In today’s modern working world, many businesses are ditching the traditional office desk, choosing instead to adopt the concept of agile working to attract and retain employees, minimise their carbon footprint, reduce costs, and boost workplace satisfaction and productivity.
Agile working is centred around the idea of employees being able to determine for themselves how best to work in order to fulfil their role. This means they can elect to work from home, a shared workspace, a café, hotel, or library. But, as those who have lived and breathed agile working for some years will attest to, simply having the free reign to work where you want does not equate to agile working. In fact, done incorrectly, it can be decidedly non-agile. In this article, we provide the benefits of our own experience of agile working over several years, what it takes to do so, and why, if not done properly, it can lead to immense frustration for both employee and clients alike.
All the gear and no idea
For any business seeking to embrace agile working, it is important to realise that just having a MacBook Pro, or a killer netbook, is not the most important (or even necessary) component of agile working procedures.
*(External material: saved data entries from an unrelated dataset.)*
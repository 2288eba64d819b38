//! Event type and attribute key constants emitted by each chain module.

/// `x/assets` events.
pub mod assets {
    /// A client chain was registered.
    pub const NEW_CLIENT_CHAIN: &str = "client_chain_added";
    /// A client chain's metadata changed.
    pub const UPDATED_CLIENT_CHAIN: &str = "client_chain_updated";
    /// A token was registered.
    pub const NEW_TOKEN: &str = "token_added";
    /// A token's metadata changed.
    pub const UPDATED_TOKEN: &str = "token_updated";
    /// A token's staking total changed.
    pub const UPDATED_STAKING_TOTAL_AMOUNT: &str = "staking_total_amount_updated";
    /// A staker's balance for an asset changed.
    pub const UPDATED_STAKER_ASSET: &str = "staker_asset_updated";
    /// An operator's balance for an asset changed.
    pub const UPDATED_OPERATOR_ASSET: &str = "operator_asset_updated";

    /// Client chain name.
    pub const ATTR_NAME: &str = "name";
    /// Free-form metadata.
    pub const ATTR_META_INFO: &str = "meta_info";
    /// Client chain id.
    pub const ATTR_CHAIN_ID: &str = "chain_id";
    /// Exocore-side chain index.
    pub const ATTR_EXOCORE_CHAIN_INDEX: &str = "exocore_chain_index";
    /// Blocks until finality on the client chain.
    pub const ATTR_FINALIZATION_BLOCKS: &str = "finalization_blocks";
    /// `LayerZero` chain id.
    pub const ATTR_LZ_ID: &str = "layer_zero_chain_id";
    /// Signature scheme of the client chain.
    pub const ATTR_SIG_TYPE: &str = "signature_type";
    /// Address length on the client chain.
    pub const ATTR_ADDR_LENGTH: &str = "address_length";
    /// Asset id (`address_lzid`).
    pub const ATTR_ASSET_ID: &str = "asset_id";
    /// Token symbol.
    pub const ATTR_SYMBOL: &str = "symbol";
    /// Token contract address.
    pub const ATTR_ADDRESS: &str = "address";
    /// Token decimals.
    pub const ATTR_DECIMALS: &str = "decimals";
    /// Total amount (token staking total or operator total).
    pub const ATTR_TOTAL_AMOUNT: &str = "total_amount";
    /// Staker id (`address_lzid`).
    pub const ATTR_STAKER_ID: &str = "staker_id";
    /// Deposited amount.
    pub const ATTR_DEPOSIT_AMOUNT: &str = "deposit_amount";
    /// Withdrawable (free) amount.
    pub const ATTR_WITHDRAWABLE_AMOUNT: &str = "withdrawable_amount";
    /// Amount pending undelegation.
    pub const ATTR_PENDING_UNDELEGATION_AMOUNT: &str = "pending_undelegation_amount";
    /// Operator account address.
    pub const ATTR_OPERATOR_ADDRESS: &str = "operator_address";
    /// Total shares issued by an operator for an asset.
    pub const ATTR_TOTAL_SHARE: &str = "total_share";
    /// Shares held by the operator itself.
    pub const ATTR_OPERATOR_SHARE: &str = "operator_share";
}

/// `x/delegation` events.
pub mod delegation {
    /// Delegation amounts for a staker/asset/operator triple changed.
    pub const DELEGATION_STATE_UPDATED: &str = "delegation_state_updated";
    /// A staker was associated with an operator.
    pub const OPERATOR_ASSOCIATED: &str = "operator_associated";
    /// A staker was disassociated from its operator.
    pub const OPERATOR_DISASSOCIATED: &str = "operator_disassociated";
    /// A staker joined an operator/asset pair.
    pub const STAKER_APPENDED: &str = "staker_appended";
    /// A staker left an operator/asset pair.
    pub const STAKER_REMOVED: &str = "staker_removed";
    /// Every staker left an operator/asset pair.
    pub const ALL_STAKERS_REMOVED: &str = "all_stakers_removed";
    /// The native asset was delegated.
    pub const EXO_ASSET_DELEGATION: &str = "exo_asset_delegation";
    /// An undelegation record was created.
    pub const UNDELEGATION_STARTED: &str = "undelegation_started";
    /// An undelegation's hold count changed.
    pub const UNDELEGATION_HOLD_COUNT_CHANGED: &str = "undelegation_hold_count_changed";
    /// An undelegation completed.
    pub const UNDELEGATION_MATURED: &str = "undelegation_matured";

    /// Staker id.
    pub const ATTR_STAKER_ID: &str = "staker_id";
    /// Operator address.
    pub const ATTR_OPERATOR_ADDR: &str = "operator_addr";
    /// Asset id.
    pub const ATTR_ASSET_ID: &str = "asset_id";
    /// Amount waiting for undelegation.
    pub const ATTR_WAIT_UNDELEGATION_AMOUNT: &str = "wait_undelegation_amount";
    /// Shares that can still be undelegated.
    pub const ATTR_UNDELEGATABLE_SHARE: &str = "undelegatable_share";
    /// Amount.
    pub const ATTR_AMOUNT: &str = "amount";
    /// Undelegation record key.
    pub const ATTR_RECORD_ID: &str = "record_id";
    /// Epoch identifier at which the undelegation completes.
    pub const ATTR_COMPLETED_EPOCH_ID: &str = "completed_epoch_id";
    /// Epoch number at which the undelegation completes.
    pub const ATTR_COMPLETED_EPOCH_NUMBER: &str = "completed_epoch_number";
    /// Chain-wide undelegation sequence number.
    pub const ATTR_UNDELEGATION_ID: &str = "undelegation_id";
    /// Hash of the originating transaction.
    pub const ATTR_TX_HASH: &str = "tx_hash";
    /// Height of the originating transaction.
    pub const ATTR_BLOCK_NUMBER: &str = "block_number";
    /// Current hold count.
    pub const ATTR_HOLD_COUNT: &str = "hold_count";
}

/// `x/operator` events.
pub mod operator {
    /// An operator registered.
    pub const REGISTER_OPERATOR: &str = "register_operator";
    /// An operator opted into an AVS.
    pub const OPT_IN: &str = "opt_in";
    /// An operator's opt-in information changed.
    pub const OPT_INFO_UPDATED: &str = "opt_info_updated";
    /// A consensus key was set.
    pub const SET_CONS_KEY: &str = "set_cons_key";
    /// A previous consensus key was recorded during a rotation.
    pub const SET_PREV_CONS_KEY: &str = "set_prev_cons_key";
    /// Removal of a consensus key began.
    pub const INIT_REMOVE_CONS_KEY: &str = "init_remove_cons_key";
    /// Removal of a consensus key completed.
    pub const END_REMOVE_CONS_KEY: &str = "end_remove_cons_key";
    /// The previous consensus key was cleared.
    pub const REMOVE_PREV_CONS_KEY: &str = "remove_prev_cons_key";
    /// An operator's USD values for an AVS changed.
    pub const UPDATE_OPERATOR_USD_VALUE: &str = "update_operator_usd_value";
    /// An operator's USD values for an AVS were deleted.
    pub const DELETE_OPERATOR_USD_VALUE: &str = "delete_operator_usd_value";
    /// An AVS's USD value changed.
    pub const UPDATE_AVS_USD_VALUE: &str = "update_avs_usd_value";
    /// An AVS's USD value was deleted.
    pub const DELETE_AVS_USD_VALUE: &str = "delete_avs_usd_value";
    /// An undelegation record was slashed.
    pub const UNDELEGATION_SLASHED: &str = "undelegation_slashed";
    /// An operator's delegated asset was slashed.
    pub const OPERATOR_ASSET_SLASHED: &str = "operator_asset_slashed";

    /// Operator address.
    pub const ATTR_OPERATOR: &str = "operator";
    /// Operator metadata.
    pub const ATTR_META_INFO: &str = "meta_info";
    /// Commission rate.
    pub const ATTR_COMMISSION_RATE: &str = "commission_rate";
    /// Maximum commission rate.
    pub const ATTR_MAX_COMMISSION_RATE: &str = "max_commission_rate";
    /// Maximum daily commission change.
    pub const ATTR_MAX_CHANGE_RATE: &str = "max_change_rate";
    /// Time the commission last changed.
    pub const ATTR_COMMISSION_UPDATE_TIME: &str = "commission_update_time";
    /// AVS address.
    pub const ATTR_AVS_ADDR: &str = "avs_address";
    /// Slashing contract address.
    pub const ATTR_SLASH_CONTRACT: &str = "slash_contract";
    /// Opt-in height.
    pub const ATTR_OPT_IN_HEIGHT: &str = "opt_in_height";
    /// Opt-out height.
    pub const ATTR_OPT_OUT_HEIGHT: &str = "opt_out_height";
    /// Whether the operator is jailed.
    pub const ATTR_JAILED: &str = "jailed";
    /// Chain id.
    pub const ATTR_CHAIN_ID: &str = "chain_id";
    /// Consensus address.
    pub const ATTR_CONSENSUS_ADDRESS: &str = "consensus_address";
    /// Hex-encoded consensus public key.
    pub const ATTR_CONS_KEY_HEX: &str = "consensus_key_hex";
    /// Self USD value.
    pub const ATTR_SELF_USD_VALUE: &str = "self_usd_value";
    /// Total USD value.
    pub const ATTR_TOTAL_USD_VALUE: &str = "total_usd_value";
    /// Active USD value.
    pub const ATTR_ACTIVE_USD_VALUE: &str = "active_usd_value";
    /// Undelegation record key.
    pub const ATTR_RECORD_ID: &str = "record_id";
    /// Post-slash amount.
    pub const ATTR_AMOUNT: &str = "amount";
    /// Slashed amount.
    pub const ATTR_SLASH_AMOUNT: &str = "slash_amount";
    /// Asset id.
    pub const ATTR_ASSET_ID: &str = "asset_id";
}

/// `x/dogfood` events.
pub mod dogfood {
    /// The last total power changed.
    pub const LAST_TOTAL_POWER_UPDATED: &str = "last_total_power_updated";
    /// Opt-outs for an epoch finished.
    pub const OPT_OUTS_FINISHED: &str = "opt_outs_finished";
    /// Consensus addresses for an epoch were pruned.
    pub const CONS_ADDRS_PRUNED: &str = "cons_addrs_pruned";
    /// Undelegations for an epoch matured.
    pub const UNDELEGATIONS_MATURED: &str = "undelegations_matured";
    /// An operator began opting out.
    pub const OPT_OUT_BEGAN: &str = "opt_out_began";
    /// A consensus address was scheduled for pruning.
    pub const CONS_ADDR_PRUNING_SCHEDULED: &str = "cons_addr_pruning_scheduled";
    /// An undelegation's maturity was scheduled.
    pub const UNDELEGATION_MATURITY_SCHEDULED: &str = "undelegation_maturity_scheduled";
    /// The dogfood AVS was created.
    pub const DOGFOOD_AVS_CREATED: &str = "dogfood_avs_created";

    /// Epoch number.
    pub const ATTR_EPOCH: &str = "epoch";
    /// Operator address.
    pub const ATTR_OPERATOR: &str = "operator";
    /// Consensus address.
    pub const ATTR_CONS_ADDR: &str = "cons_addr";
    /// Undelegation record key.
    pub const ATTR_RECORD_ID: &str = "record_id";
    /// AVS address.
    pub const ATTR_AVS_ADDRESS: &str = "avs_address";
    /// Chain id without the revision suffix.
    pub const ATTR_CHAIN_ID_WITHOUT_REV: &str = "chain_id_without_rev";
}

/// `x/avs` events.
pub mod avs {
    /// An AVS was created.
    pub const AVS_CREATED: &str = "avs_created";
    /// A chain AVS was created.
    pub const CHAIN_AVS_CREATED: &str = "chain_avs_created";

    /// AVS address.
    pub const ATTR_AVS_ADDRESS: &str = "avs_address";
    /// Chain id.
    pub const ATTR_CHAIN_ID: &str = "chain_id";
}

/// `x/epochs` events.
pub mod epochs {
    /// An epoch ended.
    pub const EPOCH_END: &str = "epoch_end";

    /// Epoch identifier.
    pub const ATTR_EPOCH_IDENTIFIER: &str = "epoch_identifier";
}

/// `x/exomint` events.
pub mod exomint {
    /// Tokens were minted at an epoch boundary.
    pub const MINT: &str = "mint";

    /// Minted amount.
    pub const ATTR_AMOUNT: &str = "amount";
    /// Epoch identifier.
    pub const ATTR_EPOCH_IDENTIFIER: &str = "epoch_identifier";
    /// Epoch number.
    pub const ATTR_EPOCH_NUMBER: &str = "epoch_number";
    /// Minted denomination.
    pub const ATTR_DENOM: &str = "denom";
}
Far more vital are the methods of connectivity and the security and availability of the platforms being used.
Imagine a worker who starts his new job with an employer who no longer possesses an office, and has instead decided to embrace remote working. On his first day, having received his laptop and phone, the employee elects to work from a cafe before meeting his new boss later in the morning. The first scheduled task he has is to review some training material. But when he connects to the wi-fi, for some reason his new secure VPN connection will not work.
So, he elects to use his mobile phone as a wi-fi hotspot but then realises his data signal is not strong enough. Frustrated, he finds a nearby local hotel lobby from where he can work. He accesses the hotel’s wi-fi and successfully connects to his company VPN but realises he cannot access the necessary training portal due to a ‘permission’ issue. Admitting defeat, he then attempts to join a Skype call with his team but realises that not only is the bandwidth in the hotel not secure or fast enough, but he also doesn’t have Skype for Business installed.
From the employee’s perspective, such experiences are likely to question their decision to change firms. And from the business’s viewpoint, ill-considered agile working policies expose them to serious security breaches, simply by allowing workers to work in locations with free public wi-fi. According to research by wi-fi technology firm iPass, coffee shops are the most popular locations to connect to public wi-fi, but they are also the most dangerous from a cybersecurity standpoint. Cybercriminals actively target such locations, using ‘man in the middle’ techniques to observe data being sent and received between a user and the wi-fi router. Such is the threat that many organisations now prohibit the use of public wi-fi, and this number is growing as the risks, and potential costs are understood and mitigated.
A Tried and Tested Recipe for Effective Agile Working
By making some savvy decisions, agile working can be made to work effectively.
The staple of any modern worker is fast, reliable, and secure internet connectivity, but this is far from universal in the UK. Rather than using public wi-fi (whether a password is required or not), ‘MiFi’ type devices, which enable workers to connect to their own mobile data hotspot (with a good data tariff), can provide a better option. Other connectivity technologies such as iPass’s SmartConnect service provides corporate connectivity by automatically connecting client devices to wi-fi and data connections (and switching when the user moves location) which are known to be secure. When coupled with a VPN (commonly used by firms with established IT infrastructures), which provides an encrypted point-to-point connection between device and company systems, preferably using ‘multi-factor authentication’, both connectivity and security aspects are covered.
For smaller enterprises without their own IT systems and who are reliant on software-as-a-service cloud-based business platforms, solutions such as Office 365, Jira, Google’s G-Suite and Slack are designed to be secure. The National Cyber Security Centre (NCSC) regularly review cloud-based business service providers to ensure they are secure, using their own SaaS Principles criteria. While not all have been assessed, the NCSC provides a useful resource for a wide range of commonly used cloud-based business applications, allowing businesses to make informed decisions based on the security of each.
Thankfully, the most popular and best of breed business system providers have now embraced cloud technology and browser and mobile-based user interfaces. Agile workers benefit from their security, ease of access, and because the demands on client devices such as tablets and laptops are minimal (as little processing work in undertaken locally with web-based software), there is no need to issue staff with expensive laptops. What matters more is how robust they are, and the size of the screen.
A report by US firm Upwork states, “a vast majority (88 percent) of companies have made progress in developing a more agile, flexible talent strategy. Six times (64 percent) as many hiring managers believe dynamic and agile team structures will become the norm, vs 10 percent who disagree.” Given this rising demand, we are already seeing employers, hospitality companies, building owners, and infrastructure and town planners designing with agile workers in mind, not to mention coffee and food chains all gearing up accordingly. But while our physical environment catches up with the demands of the modern worker and employer, it is essential that businesses put in place policies, procedures and technologies which mean they are not paying lip-service to agile working, they are investing for their future.